Unfortunately, this problem is not limited to just law and accounting. A recent report from the Chartered Institute of Personnel and Development (CIPD) on the behavioural science of recruitment and selection found a multitude of evidence that business leaders hire people who are “similar to themselves in terms of leisure activities, experiences and self presentation style.”

TOP-DOWN APPROACH

These hardwired systematic biases are preventing businesses from building the most innovative and effective workforces. But how do you solve it?

Awareness is obviously critical, and it must start at the leadership level. If leaders are aware of what they are thinking and doing, they can work to combat this individually and filter the attitude down the company. 

But alongside focusing on more traditional approaches to boosting workplace diversity, businesses also need to be open-minded about how they hire into specific roles.

Indeed, I am a great believer in hiring talented people with unusual skills, and then building a proposition around them afterwards. 

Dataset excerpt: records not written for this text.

use encoding_rs::{Encoding, WINDOWS_1252};
use nom::bytes::complete::take_till1;
use nom::character::complete::{char, digit1, multispace0, multispace1};
use nom::combinator::{map_res, opt};
use nom::multi::separated_list1;
use nom::sequence::preceded;
use nom::{IResult, Parser};

/// Leading number of a measure label, `"12a"` -> `12`
pub fn parse_measure_number(i: &str) -> IResult<&str, u32> {
    map_res(digit1, str::parse::<u32>).parse(i)
}

/// Single identifier reference, with or without the leading `#`
pub fn parse_id_ref(i: &str) -> IResult<&str, &str> {
    preceded(opt(char('#')), take_till1(|c: char| c.is_whitespace())).parse(i)
}

/// Whitespace separated identifier references, as found in `@plist`
pub fn parse_id_refs(i: &str) -> IResult<&str, Vec<&str>> {
    preceded(multispace0, separated_list1(multispace1, parse_id_ref)).parse(i)
}

/// Measure number as handed to the spelling oracle, `None` if the label has no leading digits
pub fn measure_number(label: &str) -> Option<String> {
    parse_measure_number(label.trim())
        .ok()
        .map(|(_, number)| number.to_string())
}

/// Target of an identifier reference attribute
pub fn id_ref(value: &str) -> Option<&str> {
    parse_id_ref(value.trim()).ok().map(|(_, id)| id)
}

/// All targets of an identifier list attribute
pub fn id_refs(value: &str) -> Vec<&str> {
    parse_id_refs(value)
        .map(|(_, ids)| ids)
        .unwrap_or_default()
}

/// Materialize properly encoded String from raw file or process output
pub fn decode_text(i: &[u8]) -> String {
    if let Some((encoding, bom_length)) = Encoding::for_bom(i) {
        let (cow, had_errors) = encoding.decode_without_bom_handling(&i[bom_length..]);
        if had_errors {
            log::debug!("Malformed sequences while decoding with {}", encoding.name());
        }
        return cow.into_owned();
    }
    match std::str::from_utf8(i) {
        Ok(s) => s.to_string(),
        Err(e) => {
            log::debug!("Error UTF-8 string parsing:{e}, falling back to Windows-1252");
            let (cow, _encoding_used, _had_errors) = WINDOWS_1252.decode(i);
            cow.into_owned()
        }
    }
}
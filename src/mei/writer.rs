use crate::mei::document::{Document, NodeData, NodeId};
use crate::DiplomatError;
use quick_xml::events::{BytesEnd, BytesStart, BytesText, Event};
use quick_xml::Writer;

const INDENT_CHAR: u8 = b'\t';

/// Serializes the document: prolog lines verbatim, then the root indented with one tab per level.
pub fn write_document(document: &Document) -> Result<String, DiplomatError> {
    let mut writer = Writer::new_with_indent(Vec::new(), INDENT_CHAR, 1);
    write_node(&mut writer, document, document.root())?;
    let body = String::from_utf8(writer.into_inner())
        .map_err(|err| DiplomatError::ParsingError(format!("serialized document is not UTF-8: {err}")))?;

    let mut out = String::with_capacity(body.len() + 256);
    for line in document.prolog() {
        out.push_str(line);
        out.push('\n');
    }
    out.push_str(&body);
    out.push('\n');
    Ok(out)
}

fn write_node(
    writer: &mut Writer<Vec<u8>>,
    document: &Document,
    node: NodeId,
) -> Result<(), DiplomatError> {
    match document.data(node) {
        NodeData::Element { name, attributes } => {
            let mut start = BytesStart::new(name.as_str());
            for (key, value) in attributes {
                start.push_attribute((key.as_str(), value.as_str()));
            }
            let children = document.children(node);
            if children.is_empty() {
                emit(writer, Event::Empty(start))?;
            } else {
                emit(writer, Event::Start(start))?;
                for &child in children {
                    write_node(writer, document, child)?;
                }
                emit(writer, Event::End(BytesEnd::new(name.as_str())))?;
            }
        }
        NodeData::Text(text) => emit(writer, Event::Text(BytesText::new(text)))?,
        NodeData::Comment(text) => {
            emit(writer, Event::Comment(BytesText::from_escaped(text.as_str())))?;
        }
    }
    Ok(())
}

fn emit(writer: &mut Writer<Vec<u8>>, event: Event) -> Result<(), DiplomatError> {
    writer
        .write_event(event)
        .map_err(|err| DiplomatError::IoError(format!("could not serialize document: {err}")))
}

#[cfg(test)]
mod tests {
    use super::*;
    use crate::mei::reader::parse_document;

    #[test]
    fn write_with_tabs_and_prolog() {
        let source = "<?xml version=\"1.0\" encoding=\"UTF-8\"?>\n<mei xmlns=\"http://www.music-encoding.org/ns/mei\"><music><dir xml:id=\"d1\">a &lt; b</dir><staff n=\"1\"/></music></mei>";
        let doc = parse_document(source).unwrap();
        let out = write_document(&doc).unwrap();
        assert!(out.starts_with("<?xml version=\"1.0\" encoding=\"UTF-8\"?>\n<mei"));
        assert!(out.contains("\n\t<music>"));
        assert!(out.contains("\n\t\t<staff n=\"1\"/>"));
        assert!(out.contains("a &lt; b"));
    }

    #[test]
    fn written_output_parses_back() {
        let source = "<mei><music><layer n=\"1\"><rest dur=\"4\"/></layer></music></mei>";
        let doc = parse_document(source).unwrap();
        let out = write_document(&doc).unwrap();
        let again = parse_document(&out).unwrap();
        let music = again.find_child(again.root(), "music").unwrap();
        let rest = again.find_descendant(music, "rest").unwrap();
        assert_eq!(again.attr(rest, "dur"), Some("4"));
    }
}
use crate::mei::document::{Document, NodeId};
use crate::DiplomatError;
use quick_xml::events::{BytesStart, Event};
use quick_xml::Reader;

/// Parses an MEI document.
///
/// Whitespace-only text is dropped and whitespace at the edges of a text run
/// is collapsed to one space, or removed at the start and end of an element.
/// The declaration and `xml-model` processing instructions are kept verbatim
/// as the document prolog.
pub fn parse_document(source: &str) -> Result<Document, DiplomatError> {
    let mut reader = Reader::from_str(source);

    let mut document: Option<Document> = None;
    let mut open: Vec<NodeId> = Vec::new();
    let mut pending_text = String::new();
    loop {
        let event = reader.read_event().map_err(|err| {
            DiplomatError::ParsingError(format!(
                "malformed XML at position {}: {err}",
                reader.buffer_position()
            ))
        })?;
        if let Event::Text(t) = &event {
            pending_text.push_str(&t.unescape()?);
            continue;
        }
        let closing = matches!(event, Event::End(_) | Event::Eof);
        if let (Some(doc), Some(&parent)) = (document.as_mut(), open.last()) {
            append_text(doc, parent, &pending_text, closing);
        }
        pending_text.clear();
        match event {
            Event::Start(e) => {
                let node = open_element(&mut document, &open, &e)?;
                open.push(node);
            }
            Event::Empty(e) => {
                open_element(&mut document, &open, &e)?;
            }
            Event::End(_) => {
                open.pop();
            }
            Event::CData(c) => {
                if let (Some(doc), Some(&parent)) = (document.as_mut(), open.last()) {
                    let node = doc.create_text(String::from_utf8_lossy(&c).into_owned());
                    doc.append_child(parent, node);
                }
            }
            Event::Comment(c) => {
                if let (Some(doc), Some(&parent)) = (document.as_mut(), open.last()) {
                    let node = doc.create_comment(String::from_utf8_lossy(&c).into_owned());
                    doc.append_child(parent, node);
                }
            }
            Event::Eof => break,
            // declaration, processing instructions and doctype are handled textually
            _ => (),
        }
    }
    if !open.is_empty() {
        return Err(DiplomatError::ParsingError(format!(
            "{} element(s) left unclosed",
            open.len()
        )));
    }
    let mut document = document
        .ok_or_else(|| DiplomatError::ParsingError("document has no root element".to_string()))?;
    document.set_prolog(extract_prolog(source));
    log::debug!("Parsed document with {} ids", document.ids().len());
    Ok(document)
}

fn append_text(document: &mut Document, parent: NodeId, text: &str, closing: bool) {
    let core = text.trim();
    if core.is_empty() {
        return;
    }
    let mut normalized = String::with_capacity(text.len());
    if text.starts_with(char::is_whitespace) && !document.children(parent).is_empty() {
        normalized.push(' ');
    }
    normalized.push_str(core);
    if text.ends_with(char::is_whitespace) && !closing {
        normalized.push(' ');
    }
    let node = document.create_text(normalized);
    document.append_child(parent, node);
}

fn open_element(
    document: &mut Option<Document>,
    open: &[NodeId],
    e: &BytesStart,
) -> Result<NodeId, DiplomatError> {
    let name = String::from_utf8_lossy(e.name().as_ref()).into_owned();
    let mut attributes = Vec::new();
    for attr in e.attributes() {
        let attr = attr.map_err(|err| {
            DiplomatError::ParsingError(format!("invalid attribute on <{name}>: {err}"))
        })?;
        let key = String::from_utf8_lossy(attr.key.as_ref()).into_owned();
        let value = attr.unescape_value()?.into_owned();
        attributes.push((key, value));
    }
    match (document.as_mut(), open.last()) {
        (None, _) => {
            let doc = Document::new(&name, attributes);
            let root = doc.root();
            *document = Some(doc);
            Ok(root)
        }
        (Some(doc), Some(&parent)) => {
            let node = doc.create_raw_element(name, attributes);
            doc.append_child(parent, node);
            Ok(node)
        }
        (Some(_), None) => Err(DiplomatError::ParsingError(format!(
            "second root element <{name}>"
        ))),
    }
}

/// XML declaration (first line) and `xml-model` processing instructions.
fn extract_prolog(source: &str) -> Vec<String> {
    let source = source.trim_start_matches('\u{feff}');
    let mut lines = source.lines();
    let mut prolog = Vec::new();
    if let Some(first) = lines.next() {
        if first.trim_start().starts_with("<?xml ") {
            prolog.push(first.trim_end().to_string());
        }
    }
    prolog.extend(
        source
            .lines()
            .filter(|line| line.trim_start().starts_with("<?xml-model"))
            .map(|line| line.trim_end().to_string()),
    );
    prolog
}
//! Measure children that hang off the staves by reference: fermatas,
//! annotations, fingerings, text directives and anything else.

use crate::mei::document::{Document, NodeId};
use crate::mei::ids::{IdRegistry, OriginalIndex};
use crate::mei::kind::NodeKind;
use crate::mei::primitive_parser::{id_ref, id_refs};
use crate::transcriber::context::MeasureContext;
use crate::transcriber::directives::fermata_directive;
use crate::transcriber::options::ScoreSettings;
use crate::DiplomatError;

// attributes pointing at other elements of the measure
const REFERENCE_ATTRIBUTES: [&str; 3] = ["startid", "endid", "plist"];

/// An element isolated from a measure, by what the transcription does with it.
#[derive(Debug, Clone, Copy, PartialEq, Eq)]
pub enum SideElement {
    Fermata(NodeId),
    Annot(NodeId),
    Fing(NodeId),
    Dir(NodeId),
    Other(NodeId),
}

impl SideElement {
    pub fn classify(document: &Document, node: NodeId) -> Self {
        match document.kind(node) {
            NodeKind::Fermata => Self::Fermata(node),
            NodeKind::Annot => Self::Annot(node),
            NodeKind::Fing => Self::Fing(node),
            NodeKind::Dir => Self::Dir(node),
            NodeKind::Measure
            | NodeKind::Staff
            | NodeKind::Layer
            | NodeKind::Beam
            | NodeKind::TabGrp
            | NodeKind::TabDurSym
            | NodeKind::Note
            | NodeKind::Rest
            | NodeKind::Wrapper
            | NodeKind::Choice
            | NodeKind::Other
            | NodeKind::NonElement => Self::Other(node),
        }
    }
}

/// Side elements ready to be appended to the measure, group by group.
#[derive(Debug, Default, PartialEq, Eq)]
pub struct Reattached {
    pub fermata_directives: Vec<NodeId>,
    pub fermatas: Vec<NodeId>,
    pub annotations: Vec<NodeId>,
    pub fingerings: Vec<NodeId>,
    pub directives: Vec<NodeId>,
    pub others: Vec<NodeId>,
}

/// Everything needed to re-target references of one measure.
pub struct Reattachment<'a> {
    pub ids: &'a mut IdRegistry,
    pub index: &'a OriginalIndex,
    pub settings: &'a ScoreSettings,
    pub context: &'a MeasureContext,
    /// Staff number of the tablature after the shift
    pub tab_staff: &'a str,
}

impl Reattachment<'_> {
    pub fn reattach(
        &mut self,
        document: &mut Document,
        elements: &[NodeId],
    ) -> Result<Reattached, DiplomatError> {
        let mut out = Reattached::default();
        for &element in elements {
            match SideElement::classify(document, element) {
                SideElement::Fermata(node) => self.fermata(document, node, &mut out)?,
                SideElement::Annot(node) => self.annotation(document, node, &mut out)?,
                SideElement::Fing(node) => {
                    if self.settings.keep_tablature {
                        out.fingerings.push(node);
                    }
                }
                SideElement::Dir(node) => self.directive(document, node, &mut out)?,
                SideElement::Other(node) => out.others.push(node),
            }
        }
        Ok(out)
    }

    fn fermata(
        &mut self,
        document: &mut Document,
        fermata: NodeId,
        out: &mut Reattached,
    ) -> Result<(), DiplomatError> {
        let Some(target) = document.attr(fermata, "startid").and_then(id_ref).map(str::to_string) else {
            out.fermatas.push(fermata);
            return Ok(());
        };
        let event = self.context.event_for(document, self.index, &target)?;
        out.fermata_directives
            .push(fermata_directive(document, self.ids, event.upper)?);
        if self.settings.keep_tablature {
            document.set_attr(fermata, "staff", self.tab_staff);
            out.fermatas.push(fermata);
        }
        Ok(())
    }

    fn annotation(
        &mut self,
        document: &mut Document,
        annot: NodeId,
        out: &mut Reattached,
    ) -> Result<(), DiplomatError> {
        if !self.refers_to_tablature(document, annot)? {
            out.annotations.push(annot);
            return Ok(());
        }
        let copy = self.ids.fresh_copy(document, annot)?;
        self.retarget(document, copy)?;
        out.annotations.push(copy);
        if self.settings.keep_tablature {
            out.annotations.push(annot);
        }
        Ok(())
    }

    fn directive(
        &mut self,
        document: &mut Document,
        dir: NodeId,
        out: &mut Reattached,
    ) -> Result<(), DiplomatError> {
        let copy = self.ids.fresh_copy(document, dir)?;
        document.set_attr(copy, "staff", "1");
        self.retarget(document, copy)?;
        self.shrink_text(document, copy)?;
        out.directives.push(copy);
        if self.settings.keep_tablature {
            document.set_attr(dir, "staff", self.tab_staff);
            out.directives.push(dir);
        }
        Ok(())
    }

    /// Identifiers referenced by `element`, attribute by attribute.
    fn references(document: &Document, element: NodeId) -> Vec<(&'static str, Vec<String>)> {
        REFERENCE_ATTRIBUTES
            .iter()
            .filter_map(|&attribute| {
                let value = document.attr(element, attribute)?;
                let targets = id_refs(value).into_iter().map(str::to_string).collect();
                Some((attribute, targets))
            })
            .collect()
    }

    fn refers_to_tablature(&self, document: &Document, element: NodeId) -> Result<bool, DiplomatError> {
        let mut on_tablature = false;
        for (attribute, targets) in Self::references(document, element) {
            for target in &targets {
                let kind = self.index.kind_of(document, target).ok_or_else(|| {
                    DiplomatError::ReferenceError(format!(
                        "<{}> {attribute} refers to unknown '{target}'",
                        document.local_name(element)
                    ))
                })?;
                on_tablature |= kind.is_tablature_internal();
            }
        }
        Ok(on_tablature)
    }

    /// Points every tablature reference of `element` at its CMN counterpart.
    fn retarget(&mut self, document: &mut Document, element: NodeId) -> Result<(), DiplomatError> {
        // unknown targets are a reference fault
        self.refers_to_tablature(document, element)?;
        for (attribute, targets) in Self::references(document, element) {
            if targets.is_empty() {
                continue;
            }
            let mut retargeted = Vec::with_capacity(targets.len());
            for target in targets {
                let is_tablature = self
                    .index
                    .kind_of(document, &target)
                    .is_some_and(NodeKind::is_tablature_internal);
                if is_tablature {
                    let cmn = self.context.cmn_target(document, self.index, &target)?;
                    let cmn_id = match document.id_of(cmn) {
                        Some(id) => id.to_string(),
                        None => self.ids.assign(document, cmn)?,
                    };
                    retargeted.push(format!("#{cmn_id}"));
                } else {
                    retargeted.push(format!("#{target}"));
                }
            }
            document.set_attr(element, attribute, retargeted.join(" "));
        }
        Ok(())
    }

    /// Sets the CMN directive text in a small font. Runs of content outside a
    /// `<rend>` get a small `<rend>` of their own.
    fn shrink_text(&mut self, document: &mut Document, dir: NodeId) -> Result<(), DiplomatError> {
        let mut run = Vec::new();
        for child in document.take_children(dir) {
            if document.local_name(child) == "rend" {
                self.small_rend(document, dir, &mut run)?;
                document.set_attr(child, "fontsize", "small");
                document.append_child(dir, child);
            } else {
                run.push(child);
            }
        }
        self.small_rend(document, dir, &mut run)
    }

    fn small_rend(
        &mut self,
        document: &mut Document,
        dir: NodeId,
        run: &mut Vec<NodeId>,
    ) -> Result<(), DiplomatError> {
        if run.is_empty() {
            return Ok(());
        }
        let rend = self.ids.new_element(document, "rend")?;
        document.set_attr(rend, "fontsize", "small");
        for child in run.drain(..) {
            document.append_child(rend, child);
        }
        document.append_child(dir, rend);
        Ok(())
    }
}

These are people who don’t fit a stereotype or a job description; they may not even fit into one of your departments. Game-changers and innovators, we have dubbed these people “purple squirrels”.

Bringing them into your business will bring different working techniques. It’ll be rewarding for your employees and clients, and improve the work you produce. There are tangible business benefits. 

PROVEN STRATEGY 

First, being open-minded enough to hire purple squirrels makes the company a more interesting place to work and, as a consequence, makes it a more attractive place to apply for a job. Adventure and innovation tend to be infectious when they work well.

Second, there are proven commercial benefits to broadening the playing field. According to McKinsey, returns on equity are 53 per cent higher for companies that rank in the top quartile for diversity at an executive board level, than those in the bottom quartile.

We’ve known and proved this for many years at Ogilvy & Mather. We haven’t been particularly structured about it up until now, but I can safely say that some of the people who’ve made the biggest impact on our success in recent years have been purple squirrels – no two of them the same, by definition. 

I won’t embarrass them by naming them, but these people usually tend to work across at least three, if not more, of our departments. Creative people who can code and think incisively, while also holding their own in a client meeting without anyone else there to take notes for them.

People who can flip into consultant mode dealing with complex data one minute, but write a powerful creative brief that leads to market moving work the next.

Technologists who have creative flair as well as the ability to actually invent products. They are all game-changers in their own way. 

Ultimately, I hope we have to stop calling them purple squirrels. If we bring enough of them in, they will eventually become the norm, not the exception.